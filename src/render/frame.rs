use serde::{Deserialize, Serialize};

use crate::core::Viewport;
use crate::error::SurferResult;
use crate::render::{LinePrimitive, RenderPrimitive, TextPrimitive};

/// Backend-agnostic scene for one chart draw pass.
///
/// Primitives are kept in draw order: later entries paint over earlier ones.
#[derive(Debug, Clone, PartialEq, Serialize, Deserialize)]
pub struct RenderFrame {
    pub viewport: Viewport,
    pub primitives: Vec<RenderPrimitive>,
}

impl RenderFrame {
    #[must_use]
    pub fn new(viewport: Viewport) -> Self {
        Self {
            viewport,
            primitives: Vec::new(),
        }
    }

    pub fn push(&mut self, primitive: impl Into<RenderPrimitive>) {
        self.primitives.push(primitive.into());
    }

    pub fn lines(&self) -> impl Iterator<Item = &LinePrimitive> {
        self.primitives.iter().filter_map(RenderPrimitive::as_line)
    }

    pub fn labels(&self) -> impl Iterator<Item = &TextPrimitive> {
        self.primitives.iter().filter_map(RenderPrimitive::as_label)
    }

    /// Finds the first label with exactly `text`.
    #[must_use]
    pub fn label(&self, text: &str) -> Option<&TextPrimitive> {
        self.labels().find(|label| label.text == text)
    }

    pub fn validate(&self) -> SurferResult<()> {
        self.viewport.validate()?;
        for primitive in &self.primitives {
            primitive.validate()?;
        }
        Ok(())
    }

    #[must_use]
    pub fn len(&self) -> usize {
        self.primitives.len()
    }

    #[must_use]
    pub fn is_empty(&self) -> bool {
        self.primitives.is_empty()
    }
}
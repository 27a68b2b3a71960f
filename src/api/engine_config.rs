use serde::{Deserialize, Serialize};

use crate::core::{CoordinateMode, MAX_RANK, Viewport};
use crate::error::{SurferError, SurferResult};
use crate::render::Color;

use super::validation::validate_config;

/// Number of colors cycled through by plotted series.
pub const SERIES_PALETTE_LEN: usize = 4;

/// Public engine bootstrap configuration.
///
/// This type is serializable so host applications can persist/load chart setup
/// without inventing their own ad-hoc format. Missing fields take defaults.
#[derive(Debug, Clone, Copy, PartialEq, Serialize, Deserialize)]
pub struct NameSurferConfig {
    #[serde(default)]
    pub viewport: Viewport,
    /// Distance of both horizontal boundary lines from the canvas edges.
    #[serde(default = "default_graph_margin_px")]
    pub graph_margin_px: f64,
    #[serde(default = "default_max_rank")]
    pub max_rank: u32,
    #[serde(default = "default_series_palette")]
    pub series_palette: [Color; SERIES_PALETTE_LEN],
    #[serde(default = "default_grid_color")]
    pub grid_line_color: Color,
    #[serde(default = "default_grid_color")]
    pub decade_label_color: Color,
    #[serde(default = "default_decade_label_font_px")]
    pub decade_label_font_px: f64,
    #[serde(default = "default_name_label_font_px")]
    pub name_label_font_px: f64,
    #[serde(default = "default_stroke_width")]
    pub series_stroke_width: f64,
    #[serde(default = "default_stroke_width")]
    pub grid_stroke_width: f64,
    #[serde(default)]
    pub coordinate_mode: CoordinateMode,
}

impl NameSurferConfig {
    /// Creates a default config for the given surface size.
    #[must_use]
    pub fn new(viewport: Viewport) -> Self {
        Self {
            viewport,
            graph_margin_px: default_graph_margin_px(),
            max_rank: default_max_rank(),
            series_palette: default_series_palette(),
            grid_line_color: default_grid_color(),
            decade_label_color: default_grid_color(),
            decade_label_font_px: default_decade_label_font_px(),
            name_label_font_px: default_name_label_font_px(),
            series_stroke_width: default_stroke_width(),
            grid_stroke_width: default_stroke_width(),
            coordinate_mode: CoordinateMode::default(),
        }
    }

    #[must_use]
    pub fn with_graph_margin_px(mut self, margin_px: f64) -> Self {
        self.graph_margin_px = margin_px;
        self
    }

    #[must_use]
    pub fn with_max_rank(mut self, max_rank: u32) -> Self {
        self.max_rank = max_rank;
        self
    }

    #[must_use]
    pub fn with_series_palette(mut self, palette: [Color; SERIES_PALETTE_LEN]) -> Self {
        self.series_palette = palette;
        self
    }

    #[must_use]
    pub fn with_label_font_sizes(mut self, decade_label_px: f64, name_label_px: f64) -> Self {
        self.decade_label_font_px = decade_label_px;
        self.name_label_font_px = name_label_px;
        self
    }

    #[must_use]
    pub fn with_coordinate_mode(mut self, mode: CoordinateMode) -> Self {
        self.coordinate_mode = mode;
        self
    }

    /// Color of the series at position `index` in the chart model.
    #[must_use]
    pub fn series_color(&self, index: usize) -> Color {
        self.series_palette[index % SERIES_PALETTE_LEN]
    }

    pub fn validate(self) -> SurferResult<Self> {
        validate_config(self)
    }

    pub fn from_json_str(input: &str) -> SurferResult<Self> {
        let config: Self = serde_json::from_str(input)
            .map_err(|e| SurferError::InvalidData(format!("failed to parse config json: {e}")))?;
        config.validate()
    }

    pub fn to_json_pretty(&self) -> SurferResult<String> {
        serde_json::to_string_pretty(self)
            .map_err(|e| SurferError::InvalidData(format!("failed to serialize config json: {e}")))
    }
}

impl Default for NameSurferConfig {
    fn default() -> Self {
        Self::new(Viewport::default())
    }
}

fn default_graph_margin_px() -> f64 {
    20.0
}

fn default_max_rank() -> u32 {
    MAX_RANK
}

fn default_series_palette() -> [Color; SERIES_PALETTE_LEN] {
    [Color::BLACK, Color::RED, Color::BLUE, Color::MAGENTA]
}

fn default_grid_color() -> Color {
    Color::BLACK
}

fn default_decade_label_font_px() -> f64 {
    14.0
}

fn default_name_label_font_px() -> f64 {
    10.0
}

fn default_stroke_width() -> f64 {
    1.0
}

^^^^^^^^^^^^^^^^

Write the material out again in full, leaving no line out.

filename src/render/frame.rs
use serde::{Deserialize, Serialize};

use crate::core::Viewport;
use crate::error::SurferResult;
use crate::render::{LinePrimitive, RenderPrimitive, TextPrimitive};

/// Backend-agnostic scene for one chart draw pass.
///
/// Primitives are kept in draw order: later entries paint over earlier ones.
#[derive(Debug, Clone, PartialEq, Serialize, Deserialize)]
pub struct RenderFrame {
    pub viewport: Viewport,
    pub primitives: Vec<RenderPrimitive>,
}

impl RenderFrame {
    #[must_use]
    pub fn new(viewport: Viewport) -> Self {
        Self {
            viewport,
            primitives: Vec::new(),
        }
    }

    pub fn push(&mut self, primitive: impl Into<RenderPrimitive>) {
        self.primitives.push(primitive.into());
    }

    pub fn lines(&self) -> impl Iterator<Item = &LinePrimitive> {
        self.primitives.iter().filter_map(RenderPrimitive::as_line)
    }

    pub fn labels(&self) -> impl Iterator<Item = &TextPrimitive> {
        self.primitives.iter().filter_map(RenderPrimitive::as_label)
    }

    /// Finds the first label with exactly `text`.
    #[must_use]
    pub fn label(&self, text: &str) -> Option<&TextPrimitive> {
        self.labels().find(|label| label.text == text)
    }

    pub fn validate(&self) -> SurferResult<()> {
        self.viewport.validate()?;
        for primitive in &self.primitives {
            primitive.validate()?;
        }
        Ok(())
    }

    #[must_use]
    pub fn len(&self) -> usize {
        self.primitives.len()
    }

    #[must_use]
    pub fn is_empty(&self) -> bool {
        self.primitives.is_empty()
    }
}
repository 27a68b2b3a71960f
filename src/api/engine_config.rs
use serde::{Deserialize, Serialize};

use crate::core::{CoordinateMode, MAX_RANK, Viewport};
use crate::error::{SurferError, SurferResult};
use crate::render::Color;

use super::validation::validate_config;

/// Number of colors cycled through by plotted series.
pub const SERIES_PALETTE_LEN: usize = 4;

/// Public engine bootstrap configuration.
///
/// This type is serializable so host applications can persist/load chart setup
/// without inventing their own ad-hoc format. Missing fields take defaults.
#[derive(Debug, Clone, Copy, PartialEq, Serialize, Deserialize)]
pub struct NameSurferConfig {
    #[serde(default)]
    pub viewport: Viewport,
    /// Distance of both horizontal boundary lines from the canvas edges.
    #[serde(default = "default_graph_margin_px")]
    pub graph_margin_px: f64,
    #[serde(default = "default_max_rank")]
    pub max_rank: u32,
    #[serde(default = "default_series_palette")]
    pub series_palette: [Color; SERIES_PALETTE_LEN],
    #[serde(default = "default_grid_color")]
    pub grid_line_color: Color,
    #[serde(default = "default_grid_color")]
    pub decade_label_color: Color,
    #[serde(default = "default_decade_label_font_px")]
    pub decade_label_font_px: f64,
    #[serde(default = "default_name_label_font_px")]
    pub name_label_font_px: f64,
    #[serde(default = "default_stroke_width")]
    pub series_stroke_width: f64,
    #[serde(default = "default_stroke_width")]
    pub grid_stroke_width: f64,
    #[serde(default)]
    pub coordinate_mode: CoordinateMode,
}

impl NameSurferConfig {
    /// Creates a default config for the given surface size.
    #[must_use]
    pub fn new(viewport: Viewport) -> Self {
        Self {
            viewport,
            graph_margin_px: default_graph_margin_px(),
            max_rank: default_max_rank(),
            series_palette: default_series_palette(),
            grid_line_color: default_grid_color(),
            decade_label_color: default_grid_color(),
            decade_label_font_px: default_decade_label_font_px(),
            name_label_font_px: default_name_label_font_px(),
            series_stroke_width: default_stroke_width(),
            grid_stroke_width: default_stroke_width(),
            coordinate_mode: CoordinateMode::default(),
        }
    }

    #[must_use]
    pub fn with_graph_margin_px(mut self, margin_px: f64) -> Self {
        self.graph_margin_px = margin_px;
        self
    }

    #[must_use]
    pub fn with_max_rank(mut self, max_rank: u32) -> Self {
        self.max_rank = max_rank;
        self
    }

    #[must_use]
    pub fn with_series_palette(mut self, palette: [Color; SERIES_PALETTE_LEN]) -> Self {
        self.series_palette = palette;
        self
    }

    #[must_use]
    pub fn with_label_font_sizes(mut self, decade_label_px: f64, name_label_px: f64) -> Self {
        self.decade_label_font_px = decade_label_px;
        self.name_label_font_px = name_label_px;
        self
    }

    #[must_use]
    pub fn with_coordinate_mode(mut self, mode: CoordinateMode) -> Self {
        self.coordinate_mode = mode;
        self
    }

    /// Color of the series at position `index` in the chart model.
    #[must_use]
    pub fn series_color(&self, index: usize) -> Color {
        self.series_palette[index % SERIES_PALETTE_LEN]
    }

    pub fn validate(self) -> SurferResult<Self> {
        validate_config(self)
    }

    pub fn from_json_str(input: &str) -> SurferResult<Self> {
        let config: Self = serde_json::from_str(input)
            .map_err(|e| SurferError::InvalidData(format!("failed to parse config json: {e}")))?;
        config.validate()
    }

    pub fn to_json_pretty(&self) -> SurferResult<String> {
        serde_json::to_string_pretty(self)
            .map_err(|e| SurferError::InvalidData(format!("failed to serialize config json: {e}")))
    }
}

impl Default for NameSurferConfig {
    fn default() -> Self {
        Self::new(Viewport::default())
    }
}

fn default_graph_margin_px() -> f64 {
    20.0
}

fn default_max_rank() -> u32 {
    MAX_RANK
}

fn default_series_palette() -> [Color; SERIES_PALETTE_LEN] {
    [Color::BLACK, Color::RED, Color::BLUE, Color::MAGENTA]
}

fn default_grid_color() -> Color {
    Color::BLACK
}

fn default_decade_label_font_px() -> f64 {
    14.0
}

fn default_name_label_font_px() -> f64 {
    10.0
}

fn default_stroke_width() -> f64 {
    1.0
}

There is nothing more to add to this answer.